1. World Health Organization. Ambient (outdoor) air pollution in cities database 2014. Available from: www.who.int/phe/health_topics/outdoorair/databases/cities/en/# Accessed 19 July 2014.
2. Dirección General de Salud Ambiental, Peru. Informe técnico. Available from: www.digesa.sld.pe/ Accessed on 30 July 2014.
3. Pope CA 3rd, Burnett RT, Turner MC, Cohen A, Krewski D, Jerrett M, et al. Lung cancer and cardiovascular disease mortality associated with ambient air pollution and cigarette smoke: shape of the exposure-response relationships. Environ Health Perspect. 2011;119(11):1616 - 21.
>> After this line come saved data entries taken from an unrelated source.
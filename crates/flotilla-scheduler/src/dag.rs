//! DAG resolution for workflow nodes.

use flotilla_core::Error;
use flotilla_core::ids::NodeId;
use flotilla_core::workflow::WorkflowSpec;
use petgraph::Direction;
use petgraph::algo::toposort;
use petgraph::graph::{DiGraph, NodeIndex};
use petgraph::visit::Bfs;
use std::collections::{HashMap, HashSet};
use thiserror::Error;

#[derive(Debug, Error)]
pub enum DagError {
    #[error("Cycle detected in node dependencies")]
    CycleDetected,
    #[error("Node '{node}' depends on unknown node '{dependency}'")]
    UnknownDependency { node: String, dependency: String },
    #[error("Duplicate node id: {0}")]
    DuplicateNode(String),
    #[error("Empty workflow")]
    EmptyWorkflow,
}

impl From<DagError> for Error {
    fn from(err: DagError) -> Self {
        Error::InvalidWorkflow(err.to_string())
    }
}

/// Directed acyclic graph of workflow nodes. Edges point from a node to its dependents.
#[derive(Debug)]
pub struct WorkflowDag {
    graph: DiGraph<NodeId, ()>,
    index: HashMap<NodeId, NodeIndex>,
}

impl WorkflowDag {
    /// Build and validate a DAG from a workflow definition.
    pub fn build(spec: &WorkflowSpec) -> Result<Self, DagError> {
        if spec.nodes.is_empty() {
            return Err(DagError::EmptyWorkflow);
        }

        let mut graph = DiGraph::new();
        let mut index = HashMap::new();

        for node in &spec.nodes {
            if index.contains_key(&node.id) {
                return Err(DagError::DuplicateNode(node.id.to_string()));
            }
            let idx = graph.add_node(node.id.clone());
            index.insert(node.id.clone(), idx);
        }

        for node in &spec.nodes {
            let node_idx = index[&node.id];
            for dep in &node.depends_on {
                let dep_idx = index
                    .get(dep)
                    .ok_or_else(|| DagError::UnknownDependency {
                        node: node.id.to_string(),
                        dependency: dep.to_string(),
                    })?;
                graph.add_edge(*dep_idx, node_idx, ());
            }
        }

        let dag = Self { graph, index };
        dag.topological_order()?;
        Ok(dag)
    }

    fn neighbors(&self, node: &NodeId, direction: Direction) -> Vec<&NodeId> {
        self.index
            .get(node)
            .map(|&idx| {
                self.graph
                    .neighbors_directed(idx, direction)
                    .filter_map(|n| self.graph.node_weight(n))
                    .collect()
            })
            .unwrap_or_default()
    }

    /// Nodes with no dependencies.
    pub fn roots(&self) -> Vec<&NodeId> {
        self.graph
            .node_indices()
            .filter(|&idx| {
                self.graph
                    .neighbors_directed(idx, Direction::Incoming)
                    .next()
                    .is_none()
            })
            .filter_map(|idx| self.graph.node_weight(idx))
            .collect()
    }

    /// Nodes that directly depend on `node`.
    pub fn successors(&self, node: &NodeId) -> Vec<&NodeId> {
        self.neighbors(node, Direction::Outgoing)
    }

    /// Nodes `node` directly depends on.
    pub fn predecessors(&self, node: &NodeId) -> Vec<&NodeId> {
        self.neighbors(node, Direction::Incoming)
    }

    /// Every node reachable from `node`, excluding `node` itself.
    pub fn descendants(&self, node: &NodeId) -> Vec<&NodeId> {
        let Some(&start) = self.index.get(node) else {
            return vec![];
        };
        let mut bfs = Bfs::new(&self.graph, start);
        let mut found = Vec::new();
        while let Some(idx) = bfs.next(&self.graph) {
            if idx != start
                && let Some(id) = self.graph.node_weight(idx)
            {
                found.push(id);
            }
        }
        found
    }

    pub fn topological_order(&self) -> Result<Vec<&NodeId>, DagError> {
        toposort(&self.graph, None)
            .map(|indices| {
                indices
                    .iter()
                    .filter_map(|&idx| self.graph.node_weight(idx))
                    .collect()
            })
            .map_err(|_| DagError::CycleDetected)
    }

    /// Whether every predecessor of `node` is in `completed`.
    pub fn is_ready(&self, node: &NodeId, completed: &HashSet<NodeId>) -> bool {
        self.predecessors(node)
            .iter()
            .all(|pred| completed.contains(*pred))
    }

    pub fn nodes(&self) -> impl Iterator<Item = &NodeId> {
        self.graph.node_weights()
    }

    pub fn contains(&self, node: &NodeId) -> bool {
        self.index.contains_key(node)
    }

    pub fn len(&self) -> usize {
        self.graph.node_count()
    }

    pub fn is_empty(&self) -> bool {
        self.graph.node_count() == 0
    }
}
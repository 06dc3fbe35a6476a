//! Workflow definitions and run reports.

use crate::ids::{NodeId, RunId, TaskId};
use crate::task::{TaskFailure, TaskSpec, TaskStatus};
use chrono::{DateTime, Utc};
use schemars::JsonSchema;
use serde::{Deserialize, Serialize};
use std::collections::BTreeMap;
use std::fmt;

/// A dependency graph of task specifications.
#[derive(Debug, Clone, Serialize, Deserialize, JsonSchema)]
pub struct WorkflowSpec {
    pub name: String,
    pub nodes: Vec<NodeSpec>,
}

#[derive(Debug, Clone, Serialize, Deserialize, JsonSchema)]
pub struct NodeSpec {
    pub id: NodeId,
    #[serde(default)]
    pub depends_on: Vec<NodeId>,
    #[serde(flatten)]
    pub task: TaskSpec,
}

impl NodeSpec {
    pub fn new(id: impl Into<NodeId>, task: TaskSpec) -> Self {
        Self {
            id: id.into(),
            depends_on: vec![],
            task,
        }
    }

    pub fn after(mut self, predecessor: impl Into<NodeId>) -> Self {
        self.depends_on.push(predecessor.into());
        self
    }
}

#[derive(Debug, Clone, Copy, PartialEq, Eq, Serialize, Deserialize, JsonSchema)]
#[serde(rename_all = "snake_case")]
pub enum WorkflowStatus {
    Pending,
    Running,
    Completed,
    Failed,
    Cancelled,
}

impl WorkflowStatus {
    pub fn is_terminal(&self) -> bool {
        matches!(
            self,
            WorkflowStatus::Completed | WorkflowStatus::Failed | WorkflowStatus::Cancelled
        )
    }
}

impl fmt::Display for WorkflowStatus {
    fn fmt(&self, f: &mut fmt::Formatter<'_>) -> fmt::Result {
        let s = match self {
            WorkflowStatus::Pending => "pending",
            WorkflowStatus::Running => "running",
            WorkflowStatus::Completed => "completed",
            WorkflowStatus::Failed => "failed",
            WorkflowStatus::Cancelled => "cancelled",
        };
        write!(f, "{}", s)
    }
}

/// Per-node view inside a workflow report.
#[derive(Debug, Clone, Serialize, Deserialize)]
pub struct NodeReport {
    pub status: TaskStatus,
    /// Set once the node has been submitted as a task.
    pub task_id: Option<TaskId>,
    pub failure: Option<TaskFailure>,
}

/// Status snapshot of a workflow run.
#[derive(Debug, Clone, Serialize, Deserialize)]
pub struct WorkflowReport {
    pub run_id: RunId,
    pub name: String,
    pub status: WorkflowStatus,
    pub nodes: BTreeMap<NodeId, NodeReport>,
    /// Nodes that failed on their own.
    pub failed_nodes: Vec<NodeId>,
    /// Nodes failed without dispatch because an upstream node failed.
    pub skipped_nodes: Vec<NodeId>,
    pub cancelled_nodes: Vec<NodeId>,
    pub started_at: DateTime<Utc>,
    pub completed_at: Option<DateTime<Utc>>,
}
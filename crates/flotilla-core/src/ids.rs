//! Strongly-typed identifiers for domain entities.

use schemars::JsonSchema;
use serde::{Deserialize, Serialize};
use std::fmt;
use uuid::Uuid;

macro_rules! define_id {
    ($name:ident, $prefix:expr) => {
        #[derive(
            Debug, Clone, Copy, PartialEq, Eq, Hash, PartialOrd, Ord, Serialize, Deserialize, JsonSchema,
        )]
        #[serde(transparent)]
        pub struct $name(Uuid);

        impl $name {
            pub fn new() -> Self {
                Self(Uuid::now_v7())
            }

            pub fn from_uuid(uuid: Uuid) -> Self {
                Self(uuid)
            }

            pub fn as_uuid(&self) -> &Uuid {
                &self.0
            }
        }

        impl Default for $name {
            fn default() -> Self {
                Self::new()
            }
        }

        impl fmt::Display for $name {
            fn fmt(&self, f: &mut fmt::Formatter<'_>) -> fmt::Result {
                write!(f, "{}_{}", $prefix, self.0)
            }
        }

        impl std::str::FromStr for $name {
            type Err = uuid::Error;

            fn from_str(s: &str) -> std::result::Result<Self, Self::Err> {
                let uuid_str = s.strip_prefix(concat!($prefix, "_")).unwrap_or(s);
                Ok(Self(Uuid::parse_str(uuid_str)?))
            }
        }
    };
}

define_id!(TaskId, "tsk");
define_id!(RunId, "run");
define_id!(DispatchId, "dsp");

macro_rules! define_name_id {
    ($name:ident) => {
        #[derive(
            Debug, Clone, PartialEq, Eq, Hash, PartialOrd, Ord, Serialize, Deserialize, JsonSchema,
        )]
        #[serde(transparent)]
        pub struct $name(String);

        impl $name {
            pub fn new(name: impl Into<String>) -> Self {
                Self(name.into())
            }

            pub fn as_str(&self) -> &str {
                &self.0
            }
        }

        impl fmt::Display for $name {
            fn fmt(&self, f: &mut fmt::Formatter<'_>) -> fmt::Result {
                write!(f, "{}", self.0)
            }
        }

        impl From<&str> for $name {
            fn from(s: &str) -> Self {
                Self::new(s)
            }
        }
    };
}

define_name_id!(AgentId);
define_name_id!(NodeId);

/// Target of a status query or cancellation: a single task or a workflow run.
#[derive(Debug, Clone, Copy, PartialEq, Eq, Hash)]
pub enum Target {
    Task(TaskId),
    Run(RunId),
}

impl From<TaskId> for Target {
    fn from(id: TaskId) -> Self {
        Target::Task(id)
    }
}

impl From<RunId> for Target {
    fn from(id: RunId) -> Self {
        Target::Run(id)
    }
}

impl std::str::FromStr for Target {
    type Err = uuid::Error;

    fn from_str(s: &str) -> std::result::Result<Self, Self::Err> {
        if s.starts_with("run_") {
            Ok(Target::Run(s.parse()?))
        } else {
            Ok(Target::Task(s.parse()?))
        }
    }
}

#[cfg(test)]
mod tests {
    use super::*;

    #[test]
    fn test_task_id_display() {
        let id = TaskId::new();
        assert!(id.to_string().starts_with("tsk_"));
    }

    #[test]
    fn test_task_id_parse() {
        let id = TaskId::new();
        let parsed: TaskId = id.to_string().parse().unwrap();
        assert_eq!(id, parsed);
    }

    #[test]
    fn test_target_parse_by_prefix() {
        let run = RunId::new();
        let task = TaskId::new();
        assert_eq!(run.to_string().parse::<Target>().unwrap(), Target::Run(run));
        assert_eq!(task.to_string().parse::<Target>().unwrap(), Target::Task(task));
    }

    #[test]
    fn test_agent_id_ordering_is_lexicographic() {
        let mut ids = vec![AgentId::new("b"), AgentId::new("a"), AgentId::new("c")];
        ids.sort();
        assert_eq!(ids[0].as_str(), "a");
    }
}
#[cfg(test)]
mod tests {
    use super::*;
    use async_trait::async_trait;
    use flotilla_core::agent::{AgentDescriptor, Endpoint, Transport};
    use flotilla_core::{Error, Result};
    use std::collections::HashSet;

    fn policy() -> HealthPolicy {
        HealthPolicy {
            degrade_after: 2,
            unhealthy_after: 1,
            recover_after: 2,
            ..Default::default()
        }
    }

    #[test]
    fn test_failures_degrade_then_trip() {
        let policy = policy();
        let mut breaker = CircuitBreaker::default();

        assert_eq!(breaker.observe(&policy, Observation::Failure), None);
        assert_eq!(
            breaker.observe(&policy, Observation::Failure),
            Some(HealthState::Degraded)
        );
        assert_eq!(
            breaker.observe(&policy, Observation::Failure),
            Some(HealthState::Unhealthy)
        );
        assert_eq!(breaker.observe(&policy, Observation::Failure), None);
        assert_eq!(breaker.state(), HealthState::Unhealthy);
    }

    #[test]
    fn test_single_success_heals_degraded() {
        let policy = policy();
        let mut breaker = CircuitBreaker::default();
        breaker.observe(&policy, Observation::Failure);
        breaker.observe(&policy, Observation::Failure);

        assert_eq!(
            breaker.observe(&policy, Observation::Success),
            Some(HealthState::Healthy)
        );
        // The failure count starts over.
        assert_eq!(breaker.observe(&policy, Observation::Failure), None);
    }

    #[test]
    fn test_recovery_needs_consecutive_successes() {
        let policy = policy();
        let mut breaker = CircuitBreaker::default();
        for _ in 0..3 {
            breaker.observe(&policy, Observation::Failure);
        }
        assert_eq!(breaker.state(), HealthState::Unhealthy);

        assert_eq!(breaker.observe(&policy, Observation::Success), None);
        // A failure while unhealthy only resets the recovery counter.
        assert_eq!(breaker.observe(&policy, Observation::Failure), None);
        assert_eq!(breaker.observe(&policy, Observation::Success), None);
        assert_eq!(
            breaker.observe(&policy, Observation::Success),
            Some(HealthState::Healthy)
        );
    }

    struct FlakyProber {
        down: HashSet<String>,
    }

    #[async_trait]
    impl Prober for FlakyProber {
        async fn probe(&self, agent: &AgentDescriptor) -> Result<()> {
            if self.down.contains(agent.id.as_str()) {
                Err(Error::Transport {
                    attempt: 1,
                    message: "connection refused".to_string(),
                })
            } else {
                Ok(())
            }
        }
    }

    fn shell_agent(id: &str) -> AgentDescriptor {
        AgentDescriptor::new(
            id,
            Transport::RemoteShell,
            Endpoint::Shell {
                host: format!("{}.internal", id),
                user: "ci".to_string(),
                port: 22,
            },
        )
        .with_capability("testing")
    }

    #[tokio::test]
    async fn test_probe_failures_mark_agent_unhealthy() {
        let registry = Arc::new(AgentRegistry::new());
        registry.register(shell_agent("x")).unwrap();
        registry.register(shell_agent("y")).unwrap();

        let (events, mut rx) = EventEmitter::channel();
        let monitor = HealthMonitor::new(Arc::clone(&registry), policy(), events);
        let prober = FlakyProber {
            down: ["y".to_string()].into(),
        };

        for _ in 0..3 {
            monitor.probe_all(&prober).await;
        }

        let y = AgentId::new("y");
        assert_eq!(monitor.state(&y), HealthState::Unhealthy);
        assert_eq!(registry.get(&y).unwrap().health, HealthState::Unhealthy);
        assert_eq!(
            registry.get(&AgentId::new("x")).unwrap().health,
            HealthState::Healthy
        );

        let mut transitions = Vec::new();
        while let Ok(Event::AgentHealthChanged(p)) = rx.try_recv() {
            transitions.push((p.agent_id.to_string(), p.new_state));
        }
        assert_eq!(
            transitions,
            vec![
                ("y".to_string(), HealthState::Degraded),
                ("y".to_string(), HealthState::Unhealthy),
            ]
        );
    }

    #[tokio::test]
    async fn test_task_failures_share_the_counter() {
        let registry = Arc::new(AgentRegistry::new());
        registry.register(shell_agent("x")).unwrap();
        let monitor = HealthMonitor::new(Arc::clone(&registry), policy(), EventEmitter::disabled());
        let x = AgentId::new("x");

        monitor.record_failure(&x, "task timed out");
        monitor
            .probe_all(&FlakyProber {
                down: ["x".to_string()].into(),
            })
            .await;
        assert_eq!(monitor.state(&x), HealthState::Degraded);
    }

    #[test]
    fn test_concurrent_observations_emit_a_consistent_chain() {
        let registry = Arc::new(AgentRegistry::new());
        registry.register(shell_agent("x")).unwrap();
        let (events, mut rx) = EventEmitter::channel();
        let monitor = HealthMonitor::new(
            Arc::clone(&registry),
            HealthPolicy {
                degrade_after: 1,
                unhealthy_after: 1,
                recover_after: 1,
                ..Default::default()
            },
            events,
        );
        let x = AgentId::new("x");

        std::thread::scope(|scope| {
            for worker in 0..8 {
                let (monitor, x) = (&monitor, &x);
                scope.spawn(move || {
                    for i in 0..200 {
                        if (worker + i) % 3 == 0 {
                            monitor.record_success(x);
                        } else {
                            monitor.record_failure(x, "task failed");
                        }
                    }
                });
            }
        });

        let mut previous = HealthState::Healthy;
        let mut seen = 0;
        while let Ok(Event::AgentHealthChanged(p)) = rx.try_recv() {
            assert_eq!(p.old_state, previous, "transition {} out of order", seen);
            previous = p.new_state;
            seen += 1;
        }
        assert!(seen > 0);
        assert_eq!(previous, monitor.state(&x));
        assert_eq!(registry.get(&x).unwrap().health, previous);
    }

    #[tokio::test]
    async fn test_unknown_agent_is_ignored() {
        let registry = Arc::new(AgentRegistry::new());
        let monitor = HealthMonitor::new(registry, policy(), EventEmitter::disabled());
        let ghost = AgentId::new("ghost");
        for _ in 0..5 {
            monitor.record_failure(&ghost, "gone");
        }
        assert_eq!(monitor.state(&ghost), HealthState::Healthy);
    }
}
4. Gonzales GF, Zevallos A, Gonzales-Castañeda C, Nuñez D, Gastañaga C, Cabezas C, et al. Salud ambiental en el Perú: Impacto de la contaminación del aire, agua y de la variabilidad climática/cambio climático. Rev Per Med Exp Salud Pub. 2014;31(3):547 - 56.
5. Academia Nacional de Ciencias. Geo Health Peru. Available from: http://geohealthperu.wordpress.com/ Accessed on 19 July 2014.
6. Subramanian M. Deadly dinners. Nature. 2014;509:548 - 51.
7. World Health Organization. Burden of disease from household air pollution for 2012. Available from: http://go.nature.com/smuctx. Accessed on 19 July 2014.
8. Li Z, Sjodin A, Romanoff LC, Horton DK, Fitzgerald CL, Eppler A, Aguilar-Villalobos M, et al. Evaluation of exposure reduction to indoor air pollution in stove intervention projects in Peru by urinary biomonitoring of polycyclic aromatic hydrocarbon metabolites. Env Intl. 2011;37:1157 - 63.
9. Hartinger SM, Commodore AA, Hattendorf J, Lanata CF, Gil AI, Verastegui H, et al. Chimney stoves modestly improved indoor air quality measurements compared with traditional open fire stoves: results from a small-scale intervention study in rural Peru. Indoor Air. 2013;23(4):342 - 52.